Thursday, May 10th at 7 PM – 9 PM
Hosted by AMP NEO – Amplifying Black, Indigenous, And POC Voices and SURJ NEO – Showing Up for Racial Justice Northeast Ohio
Pilgrim Congregational United Church of Christ, 2592 W 14th St, Cleveland
The Opioid Epidemic is devastating families and communities throughout Ohio, forcing the entire state to tackle how we respond to the crisis of addiction.
Join AMP NEO – Amplifying Black, Indigenous, And POC Voices, Showing Up for Racial Justice (SURJ) Northeast Ohio, and the Ohio Organizing Collaborative (OOC) for an exploration on the impact of the “War on Drugs” on mass incarceration, public health and safety, and families and communities throughout Ohio.
The OOC will lead an informative and interactive workshop on their revolutionary Ohio Neighborhood Safety, Drug Treatment, and Rehabilitation Amendment! Learn about the initiative -and- how you can get involved!
Be part of history in the making and join us to learn how we can support this work!
Free childcare will be available.
***Safe & Healthy Ballot Initiative***
The Ohio Organizing Collaborative and their coalition partners are working hard to pass a constitutional amendment to reform sentencing, divest from prisons, and invest in communities. More specifically, this ballot initiative would do four things:
1. Reclassify drug possession felonies as misdemeanors, because people struggling with addiction need treatment, not prison. The amendment would reclassify from felony to misdemeanor any crime for obtaining, possessing, or using a drug or drug paraphernalia. All current drug trafficking felonies would remain felonies. The amendment would allow the reclassification to be done retroactively, so people currently in prison for possession-only offenses could be released, and people with past drug-possession felonies could get them reclassified, opening up job opportunities for thousands of Ohioans.

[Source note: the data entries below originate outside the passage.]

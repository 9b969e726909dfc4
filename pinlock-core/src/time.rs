//! Elapsed-time derivation from the uptime counter
//!
//! There is no real-time clock. "Seconds since boot" is computed from the
//! boot tick captured at startup and the current tick, both read from the
//! same free-running counter.

use pinlock_hal::{Tick, UptimeClock, TICK_MAX};

/// Ticks from `start` to `now`, tolerating one counter wraparound
///
/// When `now < start` the counter is assumed to have wrapped exactly once.
pub fn ticks_elapsed(start: Tick, now: Tick) -> u32 {
    if now >= start {
        now - start
    } else {
        (TICK_MAX - start) + now + 1
    }
}

/// Source of elapsed seconds since boot
#[derive(Debug, Clone, Copy, PartialEq, Eq)]
#[cfg_attr(feature = "defmt", derive(defmt::Format))]
pub struct ElapsedTimeSource {
    boot_tick: Tick,
    ticks_per_second: u32,
}

impl ElapsedTimeSource {
    /// Create a source anchored at `boot_tick`
    pub fn new(boot_tick: Tick, ticks_per_second: u32) -> Self {
        Self {
            boot_tick,
            ticks_per_second: ticks_per_second.max(1),
        }
    }

    /// Anchor at the clock's current reading
    pub fn from_clock<C: UptimeClock>(clock: &C) -> Self {
        Self::new(clock.now_ticks(), clock.ticks_per_second())
    }

    /// Tick captured at startup
    pub fn boot_tick(&self) -> Tick {
        self.boot_tick
    }

    /// Whole seconds elapsed between boot and `now`
    pub fn elapsed_seconds_since_boot(&self, now: Tick) -> u32 {
        ticks_elapsed(self.boot_tick, now) / self.ticks_per_second
    }

    /// Convert a tick count to milliseconds, saturating at `u32::MAX`
    pub fn ticks_to_ms(&self, ticks: u32) -> u32 {
        if self.ticks_per_second == 1000 {
            return ticks;
        }
        let ms = u64::from(ticks) * 1000 / u64::from(self.ticks_per_second);
        u32::try_from(ms).unwrap_or(u32::MAX)
    }
}

#[cfg(test)]
mod tests {
    use super::*;
    use proptest::prelude::*;

    #[test]
    fn test_ticks_elapsed_without_wrap() {
        assert_eq!(ticks_elapsed(100, 100), 0);
        assert_eq!(ticks_elapsed(100, 350), 250);
    }

    #[test]
    fn test_ticks_elapsed_across_wrap() {
        assert_eq!(ticks_elapsed(TICK_MAX, 0), 1);
        assert_eq!(ticks_elapsed(TICK_MAX - 10_000, 110_000), 120_001);
    }

    #[test]
    fn test_elapsed_seconds_since_boot() {
        let time = ElapsedTimeSource::new(1_500, 1000);
        assert_eq!(time.elapsed_seconds_since_boot(1_500), 0);
        assert_eq!(time.elapsed_seconds_since_boot(2_499), 0);
        assert_eq!(time.elapsed_seconds_since_boot(2_500), 1);
        assert_eq!(time.elapsed_seconds_since_boot(121_500), 120);
    }

    #[test]
    fn test_elapsed_seconds_across_wrap() {
        let time = ElapsedTimeSource::new(TICK_MAX - 999, 1000);
        assert_eq!(time.elapsed_seconds_since_boot(0), 1);
    }

    #[test]
    fn test_ticks_to_ms() {
        let ms = ElapsedTimeSource::new(0, 1000);
        assert_eq!(ms.ticks_to_ms(1234), 1234);

        let fast = ElapsedTimeSource::new(0, 1_000_000);
        assert_eq!(fast.ticks_to_ms(2_500_000), 2500);

        let slow = ElapsedTimeSource::new(0, 1);
        assert_eq!(slow.ticks_to_ms(u32::MAX), u32::MAX);
    }

    proptest! {
        #[test]
        fn prop_elapsed_matches_wrapping_sub(start in any::<u32>(), now in any::<u32>()) {
            prop_assert_eq!(ticks_elapsed(start, now), now.wrapping_sub(start));
        }

        #[test]
        fn prop_elapsed_inverts_offset(start in any::<u32>(), delta in any::<u32>()) {
            prop_assert_eq!(ticks_elapsed(start, start.wrapping_add(delta)), delta);
        }
    }
}
//! Lockout elapsed-time resolution

use pinlock_hal::Tick;

use crate::time::{ticks_elapsed, ElapsedTimeSource};

/// Milliseconds elapsed since the lockout began
///
/// The seconds-since-boot record is preferred when present. If it is
/// later than the current seconds-since-boot it comes from an earlier boot,
/// and only the time since this boot is counted. Otherwise the tick delta
/// is used, with wraparound.
///
/// The record only has one-second resolution, so its value is capped by
/// the tick delta: within one boot the tick delta is exact, and the lockout
/// never ends before its full duration.
pub fn resolve_lockout_elapsed_ms(
    time: &ElapsedTimeSource,
    real_start_s: Option<u32>,
    start_ticks: Tick,
    now: Tick,
) -> u32 {
    let tick_ms = time.ticks_to_ms(ticks_elapsed(start_ticks, now));

    let Some(real_start_s) = real_start_s else {
        return tick_ms;
    };

    let now_s = time.elapsed_seconds_since_boot(now);
    let real_s = if now_s >= real_start_s {
        now_s - real_start_s
    } else {
        now_s
    };
    let real_ms = u32::try_from(u64::from(real_s) * 1000).unwrap_or(u32::MAX);
    real_ms.min(tick_ms)
}
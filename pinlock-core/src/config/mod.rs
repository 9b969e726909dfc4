//! Lock configuration
//!
//! Board-independent tuning values. Firmware builds generate their values
//! from `lock.toml` at compile time; host tests use [`LockConfig::default`].

mod types;

pub use types::*;
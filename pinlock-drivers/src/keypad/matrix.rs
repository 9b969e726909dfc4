//! 4x3 matrix keypad
//!
//! Rows are outputs, idle high. Columns are inputs with pull-ups. A key
//! connects its row to its column, so with only its row driven low the
//! column reads low.

use embedded_hal::digital::{InputPin, OutputPin};
use pinlock_core::pin::Key;
use pinlock_core::time::ticks_elapsed;
use pinlock_core::traits::KeySource;
use pinlock_hal::{Tick, UptimeClock};

pub const ROWS: usize = 4;
pub const COLS: usize = 3;

/// Key legends by row and column
pub const LAYOUT: [[char; COLS]; ROWS] = [
    ['1', '2', '3'],
    ['4', '5', '6'],
    ['7', '8', '9'],
    ['*', '0', '#'],
];

/// How long a reading must stay unchanged before it counts (ms)
pub const DEFAULT_SCAN_DEBOUNCE_MS: u32 = 50;

/// Scanned matrix keypad
///
/// Reports a key once, on the press edge, after the scan result has been
/// stable for the debounce time. Holding a key does not repeat it.
pub struct MatrixKeypad<R, C, K> {
    rows: [R; ROWS],
    cols: [C; COLS],
    clock: K,
    debounce_ms: u32,
    /// Latest raw reading and when it first appeared
    candidate: Option<Key>,
    candidate_since: Tick,
    /// Last reading that passed the debounce
    stable: Option<Key>,
}

impl<R, C, K> MatrixKeypad<R, C, K>
where
    R: OutputPin,
    C: InputPin,
    K: UptimeClock,
{
    pub fn new(rows: [R; ROWS], cols: [C; COLS], clock: K) -> Self {
        let mut keypad = Self {
            rows,
            cols,
            clock,
            debounce_ms: DEFAULT_SCAN_DEBOUNCE_MS,
            candidate: None,
            candidate_since: 0,
            stable: None,
        };
        keypad.release_rows();
        keypad
    }

    /// Override the scan debounce time
    pub fn with_debounce(mut self, debounce_ms: u32) -> Self {
        self.debounce_ms = debounce_ms;
        self
    }

    /// Read the matrix once; the first closed key found wins
    ///
    /// Pin errors read as "not pressed".
    pub fn scan(&mut self) -> Option<Key> {
        let mut found = None;
        for (r, row) in self.rows.iter_mut().enumerate() {
            if row.set_low().is_err() {
                continue;
            }
            for (c, col) in self.cols.iter_mut().enumerate() {
                if found.is_none() && col.is_low().unwrap_or(false) {
                    found = Key::from_char(LAYOUT[r][c]);
                }
            }
            let _ = row.set_high();
            if found.is_some() {
                break;
            }
        }
        found
    }

    fn release_rows(&mut self) {
        for row in self.rows.iter_mut() {
            let _ = row.set_high();
        }
    }
}

impl<R, C, K> KeySource for MatrixKeypad<R, C, K>
where
    R: OutputPin,
    C: InputPin,
    K: UptimeClock,
{
    fn poll_key(&mut self) -> Option<Key> {
        let reading = self.scan();
        let now = self.clock.now_ticks();

        if reading != self.candidate {
            self.candidate = reading;
            self.candidate_since = now;
            return None;
        }
        if ticks_elapsed(self.candidate_since, now) < self.debounce_ms || reading == self.stable {
            return None;
        }

        self.stable = reading;
        reading
    }
}

#[cfg(test)]
mod tests {
    use super::*;
    use core::convert::Infallible;
    use std::cell::Cell;
    use std::rc::Rc;

    /// Shared wiring state: which row is driven low and which key is held
    #[derive(Default)]
    struct Matrix {
        low_row: Cell<Option<usize>>,
        held: Cell<Option<(usize, usize)>>,
    }

    struct RowPin {
        index: usize,
        matrix: Rc<Matrix>,
    }

    impl embedded_hal::digital::ErrorType for RowPin {
        type Error = Infallible;
    }

    impl OutputPin for RowPin {
        fn set_low(&mut self) -> Result<(), Infallible> {
            self.matrix.low_row.set(Some(self.index));
            Ok(())
        }

        fn set_high(&mut self) -> Result<(), Infallible> {
            if self.matrix.low_row.get() == Some(self.index) {
                self.matrix.low_row.set(None);
            }
            Ok(())
        }
    }

    struct ColPin {
        index: usize,
        matrix: Rc<Matrix>,
    }

    impl embedded_hal::digital::ErrorType for ColPin {
        type Error = Infallible;
    }

    impl InputPin for ColPin {
        fn is_high(&mut self) -> Result<bool, Infallible> {
            Ok(!self.is_low()?)
        }

        fn is_low(&mut self) -> Result<bool, Infallible> {
            let pressed = match (self.matrix.held.get(), self.matrix.low_row.get()) {
                (Some((r, c)), Some(low)) => r == low && c == self.index,
                _ => false,
            };
            Ok(pressed)
        }
    }

    struct TestClock(Rc<Cell<u32>>);

    impl UptimeClock for TestClock {
        fn now_ticks(&self) -> Tick {
            self.0.get()
        }
    }

    fn keypad(matrix: &Rc<Matrix>, time: &Rc<Cell<u32>>) -> MatrixKeypad<RowPin, ColPin, TestClock> {
        let rows = [0, 1, 2, 3].map(|index| RowPin { index, matrix: matrix.clone() });
        let cols = [0, 1, 2].map(|index| ColPin { index, matrix: matrix.clone() });
        MatrixKeypad::new(rows, cols, TestClock(time.clone()))
    }

    #[test]
    fn test_scan_finds_every_key() {
        let matrix = Rc::new(Matrix::default());
        let time = Rc::new(Cell::new(0));
        let mut pad = keypad(&matrix, &time);

        assert_eq!(pad.scan(), None);
        for (r, row) in LAYOUT.iter().enumerate() {
            for (c, &legend) in row.iter().enumerate() {
                matrix.held.set(Some((r, c)));
                assert_eq!(pad.scan(), Key::from_char(legend));
            }
        }
        assert_eq!(matrix.low_row.get(), None);
    }

    #[test]
    fn test_press_reported_once_after_debounce() {
        let matrix = Rc::new(Matrix::default());
        let time = Rc::new(Cell::new(1000));
        let mut pad = keypad(&matrix, &time);

        matrix.held.set(Some((3, 2)));
        assert_eq!(pad.poll_key(), None);
        time.set(1049);
        assert_eq!(pad.poll_key(), None);
        time.set(1050);
        assert_eq!(pad.poll_key(), Some(Key::Hash));

        // Held: no repeat
        time.set(1500);
        assert_eq!(pad.poll_key(), None);

        // Release then press again
        matrix.held.set(None);
        assert_eq!(pad.poll_key(), None);
        time.set(1600);
        assert_eq!(pad.poll_key(), None);
        matrix.held.set(Some((3, 2)));
        assert_eq!(pad.poll_key(), None);
        time.set(1700);
        assert_eq!(pad.poll_key(), Some(Key::Hash));
    }

    #[test]
    fn test_bounce_restarts_debounce() {
        let matrix = Rc::new(Matrix::default());
        let time = Rc::new(Cell::new(0));
        let mut pad = keypad(&matrix, &time);

        matrix.held.set(Some((0, 0)));
        pad.poll_key();
        time.set(30);
        matrix.held.set(None);
        pad.poll_key();
        time.set(40);
        matrix.held.set(Some((0, 0)));
        assert_eq!(pad.poll_key(), None);
        time.set(80);
        assert_eq!(pad.poll_key(), None);
        time.set(90);
        assert_eq!(pad.poll_key(), Some(Key::Digit(1)));
    }
}
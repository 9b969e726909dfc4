//! PIN entry
//!
//! Key events from the keypad pass through a [`KeyDebouncer`] and land in a
//! [`PinEntryBuffer`]. [`PinEntry`] combines the two and reports when a
//! complete PIN is ready for verification.

mod buffer;
mod debounce;
mod entry;
mod key;

pub use buffer::PinEntryBuffer;
pub use debounce::KeyDebouncer;
pub use entry::{EntryAction, PinEntry};
pub use key::{Key, Pin, PIN_LENGTH};
//! Recording surface for tests

use pinlock_core::traits::{DisplayError, DrawMode, DrawSurface, CHAR_WIDTH};

#[derive(Debug, Clone, PartialEq)]
pub enum Op {
    Clear,
    Rect(i32, i32, i32, i32, DrawMode),
    Line(i32, i32, i32, i32, DrawMode),
    Text(i32, i32, String),
    Update,
}

#[derive(Default)]
pub struct RecordingSurface {
    pub ops: Vec<Op>,
    cursor: (i32, i32),
}

impl RecordingSurface {
    pub fn texts(&self) -> Vec<&str> {
        self.ops
            .iter()
            .filter_map(|op| match op {
                Op::Text(_, _, text) => Some(text.as_str()),
                _ => None,
            })
            .collect()
    }

    pub fn text_at(&self, text: &str) -> Option<(i32, i32)> {
        self.ops.iter().find_map(|op| match op {
            Op::Text(x, y, t) if t == text => Some((*x, *y)),
            _ => None,
        })
    }
}

impl DrawSurface for RecordingSurface {
    fn clear(&mut self) -> Result<(), DisplayError> {
        self.ops.clear();
        self.ops.push(Op::Clear);
        Ok(())
    }

    fn rect(&mut self, x0: i32, y0: i32, x1: i32, y1: i32, mode: DrawMode) -> Result<(), DisplayError> {
        self.ops.push(Op::Rect(x0, y0, x1, y1, mode));
        Ok(())
    }

    fn line(&mut self, x0: i32, y0: i32, x1: i32, y1: i32, mode: DrawMode) -> Result<(), DisplayError> {
        self.ops.push(Op::Line(x0, y0, x1, y1, mode));
        Ok(())
    }

    fn set_cursor(&mut self, x: i32, y: i32) -> Result<(), DisplayError> {
        self.cursor = (x, y);
        Ok(())
    }

    fn print(&mut self, text: &str) -> Result<(), DisplayError> {
        self.ops.push(Op::Text(self.cursor.0, self.cursor.1, text.into()));
        self.cursor.0 += text.len() as i32 * CHAR_WIDTH;
        Ok(())
    }

    fn update(&mut self) -> Result<(), DisplayError> {
        self.ops.push(Op::Update);
        Ok(())
    }
}
//! Screen layouts for the 128x64 OLED

use core::fmt::Write;

use pinlock_core::pin::PIN_LENGTH;
use pinlock_core::telemetry::TelemetrySnapshot;
use pinlock_core::traits::{DisplayError, DrawSurface, DrawSurfaceExt, StatusPresenter, StatusScreen};
use pinlock_hal::Tick;

use crate::battery;
use crate::format::{self, Line};

/// Name shown on the welcome and home screens
pub const DEFAULT_PRODUCT_NAME: &str = "Energram";

/// PIN cells start here: four `* ` cells centered on the panel
const PIN_CELLS_X: i32 = (128 - 32) / 2;
const PIN_CELLS_Y: i32 = 30;

/// Remaining-attempts hint under the PIN cells
const HINT_X: i32 = (128 - 96) / 2;
const HINT_Y: i32 = 50;

/// [`StatusPresenter`] that draws every screen on a [`DrawSurface`]
///
/// Each screen is drawn from scratch: clear, frame, content, update.
pub struct Presenter<S> {
    surface: S,
    product_name: &'static str,
}

impl<S: DrawSurface> Presenter<S> {
    pub fn new(surface: S) -> Self {
        Self::with_product_name(surface, DEFAULT_PRODUCT_NAME)
    }

    pub fn with_product_name(surface: S, product_name: &'static str) -> Self {
        Self {
            surface,
            product_name,
        }
    }

    pub fn surface(&self) -> &S {
        &self.surface
    }

    pub fn surface_mut(&mut self) -> &mut S {
        &mut self.surface
    }

    pub fn into_inner(self) -> S {
        self.surface
    }

    fn welcome(&mut self) -> Result<(), DisplayError> {
        let name = self.product_name;
        self.surface.print_centered(20, "Welcome to")?;
        let mut upper = Line::new();
        for c in name.chars() {
            let _ = upper.push(c.to_ascii_uppercase());
        }
        self.surface.print_centered(35, &upper)
    }

    fn pin_entry(&mut self, entered: usize, attempts_left: Option<u8>) -> Result<(), DisplayError> {
        self.surface.print_centered(15, "Enter your PIN:")?;
        let cells = format::pin_cells(entered, PIN_LENGTH);
        self.surface.print_at(PIN_CELLS_X, PIN_CELLS_Y, &cells)?;

        if let Some(left) = attempts_left {
            let mut hint = Line::new();
            let _ = write!(hint, "Attempts left: {}", left);
            self.surface.print_at(HINT_X, HINT_Y, &hint)?;
        }
        Ok(())
    }

    fn access_denied(&mut self, attempts_left: u8) -> Result<(), DisplayError> {
        self.surface.print_centered(20, "Incorrect PIN!")?;
        let mut line = Line::new();
        let _ = write!(line, "{} attempts left", attempts_left);
        self.surface.print_centered(40, &line)
    }

    fn lockout(&mut self, remaining_ms: u32) -> Result<(), DisplayError> {
        self.surface.print_centered(10, "System Locked")?;
        self.surface.print_centered(25, "Try again in")?;
        self.surface.print_centered(40, &format::countdown(remaining_ms))
    }

    fn home(&mut self, telemetry: &TelemetrySnapshot, now: Tick) -> Result<(), DisplayError> {
        battery::draw(
            &mut self.surface,
            telemetry.battery_percent,
            telemetry.is_charging,
            now,
        )?;
        self.surface
            .print_at(13, 25, &format::percent(telemetry.battery_percent))?;
        self.surface.print_at(60, 5, self.product_name)?;
        self.surface
            .print_at(30, 48, &format::voltage(telemetry.smoothed_voltage_v))
    }
}

impl<S: DrawSurface> StatusPresenter for Presenter<S> {
    fn present(&mut self, screen: &StatusScreen) -> Result<(), DisplayError> {
        self.surface.clear()?;
        self.surface.frame()?;

        match *screen {
            StatusScreen::Welcome => self.welcome()?,
            StatusScreen::PinEntry {
                entered,
                attempts_left,
            } => self.pin_entry(entered, attempts_left)?,
            StatusScreen::AccessGranted => self.surface.print_centered(30, "Access Granted!")?,
            StatusScreen::AccessDenied { attempts_left } => self.access_denied(attempts_left)?,
            StatusScreen::Lockout { remaining_ms } => self.lockout(remaining_ms)?,
            StatusScreen::Home { telemetry, now } => self.home(&telemetry, now)?,
        }

        self.surface.update()
    }
}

2. Cut-off the probation-to-prison pipeline. Twenty-three percent of the people coming to Ohio’s prisons each year (about 4,700 annually) are being sent to prison for probation violations – not new crimes. Minor violations – such as missing a meeting with a probation officer due to a work commitment – often result in prison time for people who are working to get their lives back on track. The amendment would prohibit prison sentences as punishment for probation rule infractions that are not new crimes.
3. Incentivize personal rehabilitation in prison. Data and personal stories demonstrate that safety and rehabilitation improve when people receive days off of their prison terms for participating in quality programming. The amendment would expand the ability of current inmates to earn these modest sentence reductions.
4. Invest savings in community health. The first three reforms will safely and significantly shrink the prison population. The amendment will then redirect the savings into local treatment and support programs for youths and adults — further improving safety and decreasing our state’s reliance on prisons to solve social ills.